→ Exercise requirements
Count, in the entries, the lines with "generated". Answer with the number only.

□ □ □ □ □ □ □

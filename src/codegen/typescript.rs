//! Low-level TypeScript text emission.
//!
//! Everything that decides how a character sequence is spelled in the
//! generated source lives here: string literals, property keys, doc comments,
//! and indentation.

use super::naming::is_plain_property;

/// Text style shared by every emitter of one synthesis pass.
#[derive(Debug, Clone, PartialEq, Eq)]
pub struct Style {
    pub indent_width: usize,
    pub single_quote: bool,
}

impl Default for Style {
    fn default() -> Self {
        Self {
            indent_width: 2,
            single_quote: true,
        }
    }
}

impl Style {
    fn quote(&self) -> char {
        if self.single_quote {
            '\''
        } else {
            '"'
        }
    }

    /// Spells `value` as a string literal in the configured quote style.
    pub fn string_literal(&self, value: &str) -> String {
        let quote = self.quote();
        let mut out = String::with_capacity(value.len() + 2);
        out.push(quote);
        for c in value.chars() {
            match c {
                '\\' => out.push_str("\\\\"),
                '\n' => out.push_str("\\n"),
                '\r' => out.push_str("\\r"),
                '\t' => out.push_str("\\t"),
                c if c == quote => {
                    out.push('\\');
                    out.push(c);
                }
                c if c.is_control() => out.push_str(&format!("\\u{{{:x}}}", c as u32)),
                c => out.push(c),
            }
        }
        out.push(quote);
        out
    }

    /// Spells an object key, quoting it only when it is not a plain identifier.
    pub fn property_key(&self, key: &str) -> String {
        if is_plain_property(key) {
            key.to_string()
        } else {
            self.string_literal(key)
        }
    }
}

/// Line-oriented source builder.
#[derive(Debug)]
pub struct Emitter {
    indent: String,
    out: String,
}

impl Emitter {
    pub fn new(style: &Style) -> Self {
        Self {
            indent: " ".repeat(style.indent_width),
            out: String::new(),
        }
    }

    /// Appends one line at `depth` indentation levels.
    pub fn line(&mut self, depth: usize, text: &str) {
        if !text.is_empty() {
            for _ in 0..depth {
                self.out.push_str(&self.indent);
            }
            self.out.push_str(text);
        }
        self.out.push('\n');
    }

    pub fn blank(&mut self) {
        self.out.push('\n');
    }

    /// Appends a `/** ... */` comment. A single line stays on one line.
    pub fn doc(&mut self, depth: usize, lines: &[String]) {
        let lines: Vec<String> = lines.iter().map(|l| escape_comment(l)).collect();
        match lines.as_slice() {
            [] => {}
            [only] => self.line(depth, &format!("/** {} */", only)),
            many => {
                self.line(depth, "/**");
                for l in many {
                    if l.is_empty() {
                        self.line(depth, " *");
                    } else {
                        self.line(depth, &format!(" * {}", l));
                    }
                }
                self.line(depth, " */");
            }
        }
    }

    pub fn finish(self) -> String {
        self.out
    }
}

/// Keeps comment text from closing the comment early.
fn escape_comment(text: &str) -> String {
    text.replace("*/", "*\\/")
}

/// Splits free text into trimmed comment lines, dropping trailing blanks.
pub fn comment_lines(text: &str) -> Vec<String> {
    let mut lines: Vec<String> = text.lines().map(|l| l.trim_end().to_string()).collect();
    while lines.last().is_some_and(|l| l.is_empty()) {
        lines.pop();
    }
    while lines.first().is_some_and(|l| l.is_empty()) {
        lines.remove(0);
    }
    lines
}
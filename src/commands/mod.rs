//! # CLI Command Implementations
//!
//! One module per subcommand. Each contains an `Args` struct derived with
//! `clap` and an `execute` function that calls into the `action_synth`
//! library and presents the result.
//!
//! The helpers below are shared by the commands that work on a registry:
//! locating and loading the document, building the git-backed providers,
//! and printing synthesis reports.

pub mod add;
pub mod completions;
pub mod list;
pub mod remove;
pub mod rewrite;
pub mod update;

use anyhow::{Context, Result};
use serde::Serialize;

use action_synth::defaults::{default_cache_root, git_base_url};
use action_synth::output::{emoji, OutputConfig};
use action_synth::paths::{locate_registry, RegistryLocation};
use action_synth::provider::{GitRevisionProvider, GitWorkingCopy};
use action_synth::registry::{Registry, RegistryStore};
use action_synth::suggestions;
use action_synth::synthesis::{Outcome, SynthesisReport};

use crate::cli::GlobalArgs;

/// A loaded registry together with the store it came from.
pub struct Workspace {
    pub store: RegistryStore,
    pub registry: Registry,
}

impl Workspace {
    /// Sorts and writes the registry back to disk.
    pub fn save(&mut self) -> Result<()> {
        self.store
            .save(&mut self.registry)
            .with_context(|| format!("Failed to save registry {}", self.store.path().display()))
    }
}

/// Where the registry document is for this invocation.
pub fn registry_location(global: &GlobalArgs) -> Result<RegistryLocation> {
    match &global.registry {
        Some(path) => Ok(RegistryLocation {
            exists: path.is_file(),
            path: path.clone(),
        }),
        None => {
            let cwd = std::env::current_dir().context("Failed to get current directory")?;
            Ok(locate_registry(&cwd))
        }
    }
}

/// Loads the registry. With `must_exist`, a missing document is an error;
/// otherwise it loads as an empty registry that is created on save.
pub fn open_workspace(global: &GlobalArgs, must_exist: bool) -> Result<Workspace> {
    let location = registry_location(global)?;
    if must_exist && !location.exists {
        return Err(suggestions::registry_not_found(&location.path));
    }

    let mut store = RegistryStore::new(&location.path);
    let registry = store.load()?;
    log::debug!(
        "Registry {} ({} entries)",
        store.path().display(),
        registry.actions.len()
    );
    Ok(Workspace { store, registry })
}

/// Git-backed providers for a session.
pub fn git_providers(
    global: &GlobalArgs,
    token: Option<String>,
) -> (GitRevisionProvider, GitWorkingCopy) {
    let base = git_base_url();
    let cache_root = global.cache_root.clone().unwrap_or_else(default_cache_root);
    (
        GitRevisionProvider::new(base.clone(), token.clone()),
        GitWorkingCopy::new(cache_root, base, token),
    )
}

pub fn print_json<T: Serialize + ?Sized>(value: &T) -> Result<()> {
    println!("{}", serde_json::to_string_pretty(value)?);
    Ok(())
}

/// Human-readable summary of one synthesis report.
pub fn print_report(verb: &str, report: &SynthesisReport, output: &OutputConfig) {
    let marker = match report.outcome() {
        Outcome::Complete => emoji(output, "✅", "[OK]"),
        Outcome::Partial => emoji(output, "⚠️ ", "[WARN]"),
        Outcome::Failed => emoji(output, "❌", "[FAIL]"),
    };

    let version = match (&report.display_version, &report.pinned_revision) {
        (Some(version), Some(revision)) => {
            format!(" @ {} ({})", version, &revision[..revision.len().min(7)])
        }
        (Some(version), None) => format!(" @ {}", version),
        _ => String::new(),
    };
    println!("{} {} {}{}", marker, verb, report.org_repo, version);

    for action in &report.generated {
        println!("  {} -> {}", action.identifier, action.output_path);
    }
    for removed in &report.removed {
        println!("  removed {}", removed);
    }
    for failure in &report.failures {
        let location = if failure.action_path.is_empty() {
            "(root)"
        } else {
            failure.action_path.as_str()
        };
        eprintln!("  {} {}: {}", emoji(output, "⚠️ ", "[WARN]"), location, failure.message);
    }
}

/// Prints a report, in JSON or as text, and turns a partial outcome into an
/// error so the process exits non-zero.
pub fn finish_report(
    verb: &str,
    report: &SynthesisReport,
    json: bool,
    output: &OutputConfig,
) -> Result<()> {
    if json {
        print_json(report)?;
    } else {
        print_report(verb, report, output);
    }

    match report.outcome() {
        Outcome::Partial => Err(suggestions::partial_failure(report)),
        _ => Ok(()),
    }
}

□ □ □ □ □ □ □

→ Task solution
2